Would you set down every entry shown below, precisely as written?
[[ Records for this task open ]]
use async_trait::async_trait;
use liftoff_core::{
    AdvisoryPrompt, AlarmSchedule, AnalyticsPort, ApplicationCatalog, BackgroundScheduler,
    BackupCatalog, BackupImporter, ErrorReporter, JobHandler, Migration, Normalization,
    PackageMetadata, PreferenceStore, RecoveryInspector, ScheduledJob, StartupDeps, StartupJobs,
    StartupOrchestrator, StartupSettings, StorageEngine, TaskKillerAdvisor, TimerService,
    UpgradeRunner, VersionStore,
};
use liftoff_domain::{
    AppEnvironment, BackupArtifact, InstalledApplication, JobKind, LiftoffError, PreferenceValue,
    PromptResponse, Result, Trigger,
};
use parking_lot::Mutex;

// ----------------------------------------------------------------------------
// Observability
// ----------------------------------------------------------------------------

#[derive(Default)]
pub struct RecordingReporter {
    tags: Mutex<Vec<String>>,
}

impl RecordingReporter {
    pub fn tags(&self) -> Vec<String> {
        self.tags.lock().clone()
    }

    pub fn has(&self, tag: &str) -> bool {
        self.tags.lock().iter().any(|t| t == tag)
    }
}

impl ErrorReporter for RecordingReporter {
    fn report_error(&self, tag: &str, _error: &(dyn std::error::Error + 'static)) {
        self.tags.lock().push(tag.to_string());
    }
}

#[derive(Default)]
pub struct RecordingAnalytics {
    events: Mutex<Vec<String>>,
}

impl RecordingAnalytics {
    pub fn events(&self) -> Vec<String> {
        self.events.lock().clone()
    }
}

impl AnalyticsPort for RecordingAnalytics {
    fn record_event(&self, name: &str) {
        self.events.lock().push(name.to_string());
    }
}

// ----------------------------------------------------------------------------
// Preferences
// ----------------------------------------------------------------------------

/// In-memory version record and preference map.
#[derive(Default)]
pub struct MemoryPreferences {
    version: AtomicU32,
    values: Mutex<BTreeMap<String, PreferenceValue>>,
    pub version_reads: AtomicUsize,
    pub version_writes: AtomicUsize,
    pub fail_version_write: AtomicBool,
}

impl MemoryPreferences {
    pub fn with_version(version: u32) -> Self {
        let prefs = Self::default();
        prefs.version.store(version, Ordering::SeqCst);
        prefs
    }

    pub fn version(&self) -> u32 {
        self.version.load(Ordering::SeqCst)
    }

    pub fn value(&self, key: &str) -> Option<PreferenceValue> {
        self.values.lock().get(key).cloned()
    }

    pub fn insert(&self, key: &str, value: PreferenceValue) {
        self.values.lock().insert(key.to_string(), value);
    }
}

#[async_trait]
impl VersionStore for MemoryPreferences {
    async fn current_version(&self) -> Result<u32> {
        self.version_reads.fetch_add(1, Ordering::SeqCst);
        Ok(self.version())
    }

    async fn set_current_version(&self, version: u32) -> Result<()> {
        if self.fail_version_write.load(Ordering::SeqCst) {
            return Err(LiftoffError::Storage("preferences are read-only".into()));
        }
        self.version_writes.fetch_add(1, Ordering::SeqCst);
        self.version.store(version, Ordering::SeqCst);
        Ok(())
    }
}

#[async_trait]
impl PreferenceStore for MemoryPreferences {
    async fn get(&self, key: &str) -> Result<Option<PreferenceValue>> {
        Ok(self.value(key))
    }

    async fn set(&self, key: &str, value: PreferenceValue) -> Result<()> {
        self.insert(key, value);
        Ok(())
    }

    async fn remove(&self, key: &str) -> Result<()> {
        self.values.lock().remove(key);
        Ok(())
    }

    async fn apply_defaults(&self, defaults: &BTreeMap<String, PreferenceValue>) -> Result<usize> {
        let mut values = self.values.lock();
        let mut written = 0;
        for (key, value) in defaults {
            if !values.contains_key(key) {
                values.insert(key.clone(), value.clone());
                written += 1;
            }
        }
        Ok(written)
    }
}

// ----------------------------------------------------------------------------
// Package metadata and storage
// ----------------------------------------------------------------------------

/// Returns a fixed version code, or fails when `None`.
pub struct FixedPackageMetadata(pub Option<u32>);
[[ Records for this task closed ]]
• [Output]
use async_trait::async_trait;
use liftoff_core::{
    AdvisoryPrompt, AlarmSchedule, AnalyticsPort, ApplicationCatalog, BackgroundScheduler,
    BackupCatalog, BackupImporter, ErrorReporter, JobHandler, Migration, Normalization,
    PackageMetadata, PreferenceStore, RecoveryInspector, ScheduledJob, StartupDeps, StartupJobs,
    StartupOrchestrator, StartupSettings, StorageEngine, TaskKillerAdvisor, TimerService,
    UpgradeRunner, VersionStore,
};
use liftoff_domain::{
    AppEnvironment, BackupArtifact, InstalledApplication, JobKind, LiftoffError, PreferenceValue,
    PromptResponse, Result, Trigger,
};
use parking_lot::Mutex;

// ----------------------------------------------------------------------------
// Observability
// ----------------------------------------------------------------------------

#[derive(Default)]
pub struct RecordingReporter {
    tags: Mutex<Vec<String>>,
}

impl RecordingReporter {
    pub fn tags(&self) -> Vec<String> {
        self.tags.lock().clone()
    }

    pub fn has(&self, tag: &str) -> bool {
        self.tags.lock().iter().any(|t| t == tag)
    }
}

impl ErrorReporter for RecordingReporter {
    fn report_error(&self, tag: &str, _error: &(dyn std::error::Error + 'static)) {
        self.tags.lock().push(tag.to_string());
    }
}

#[derive(Default)]
pub struct RecordingAnalytics {
    events: Mutex<Vec<String>>,
}

impl RecordingAnalytics {
    pub fn events(&self) -> Vec<String> {
        self.events.lock().clone()
    }
}

impl AnalyticsPort for RecordingAnalytics {
    fn record_event(&self, name: &str) {
        self.events.lock().push(name.to_string());
    }
}

// ----------------------------------------------------------------------------
// Preferences
// ----------------------------------------------------------------------------

/// In-memory version record and preference map.
#[derive(Default)]
pub struct MemoryPreferences {
    version: AtomicU32,
    values: Mutex<BTreeMap<String, PreferenceValue>>,
    pub version_reads: AtomicUsize,
    pub version_writes: AtomicUsize,
    pub fail_version_write: AtomicBool,
}

impl MemoryPreferences {
    pub fn with_version(version: u32) -> Self {
        let prefs = Self::default();
        prefs.version.store(version, Ordering::SeqCst);
        prefs
    }

    pub fn version(&self) -> u32 {
        self.version.load(Ordering::SeqCst)
    }

    pub fn value(&self, key: &str) -> Option<PreferenceValue> {
        self.values.lock().get(key).cloned()
    }

    pub fn insert(&self, key: &str, value: PreferenceValue) {
        self.values.lock().insert(key.to_string(), value);
    }
}

#[async_trait]
impl VersionStore for MemoryPreferences {
    async fn current_version(&self) -> Result<u32> {
        self.version_reads.fetch_add(1, Ordering::SeqCst);
        Ok(self.version())
    }

    async fn set_current_version(&self, version: u32) -> Result<()> {
        if self.fail_version_write.load(Ordering::SeqCst) {
            return Err(LiftoffError::Storage("preferences are read-only".into()));
        }
        self.version_writes.fetch_add(1, Ordering::SeqCst);
        self.version.store(version, Ordering::SeqCst);
        Ok(())
    }
}

#[async_trait]
impl PreferenceStore for MemoryPreferences {
    async fn get(&self, key: &str) -> Result<Option<PreferenceValue>> {
        Ok(self.value(key))
    }

    async fn set(&self, key: &str, value: PreferenceValue) -> Result<()> {
        self.insert(key, value);
        Ok(())
    }

    async fn remove(&self, key: &str) -> Result<()> {
        self.values.lock().remove(key);
        Ok(())
    }

    async fn apply_defaults(&self, defaults: &BTreeMap<String, PreferenceValue>) -> Result<usize> {
        let mut values = self.values.lock();
        let mut written = 0;
        for (key, value) in defaults {
            if !values.contains_key(key) {
                values.insert(key.clone(), value.clone());
                written += 1;
            }
        }
        Ok(written)
    }
}

// ----------------------------------------------------------------------------
// Package metadata and storage
// ----------------------------------------------------------------------------

/// Returns a fixed version code, or fails when `None`.
pub struct FixedPackageMetadata(pub Option<u32>);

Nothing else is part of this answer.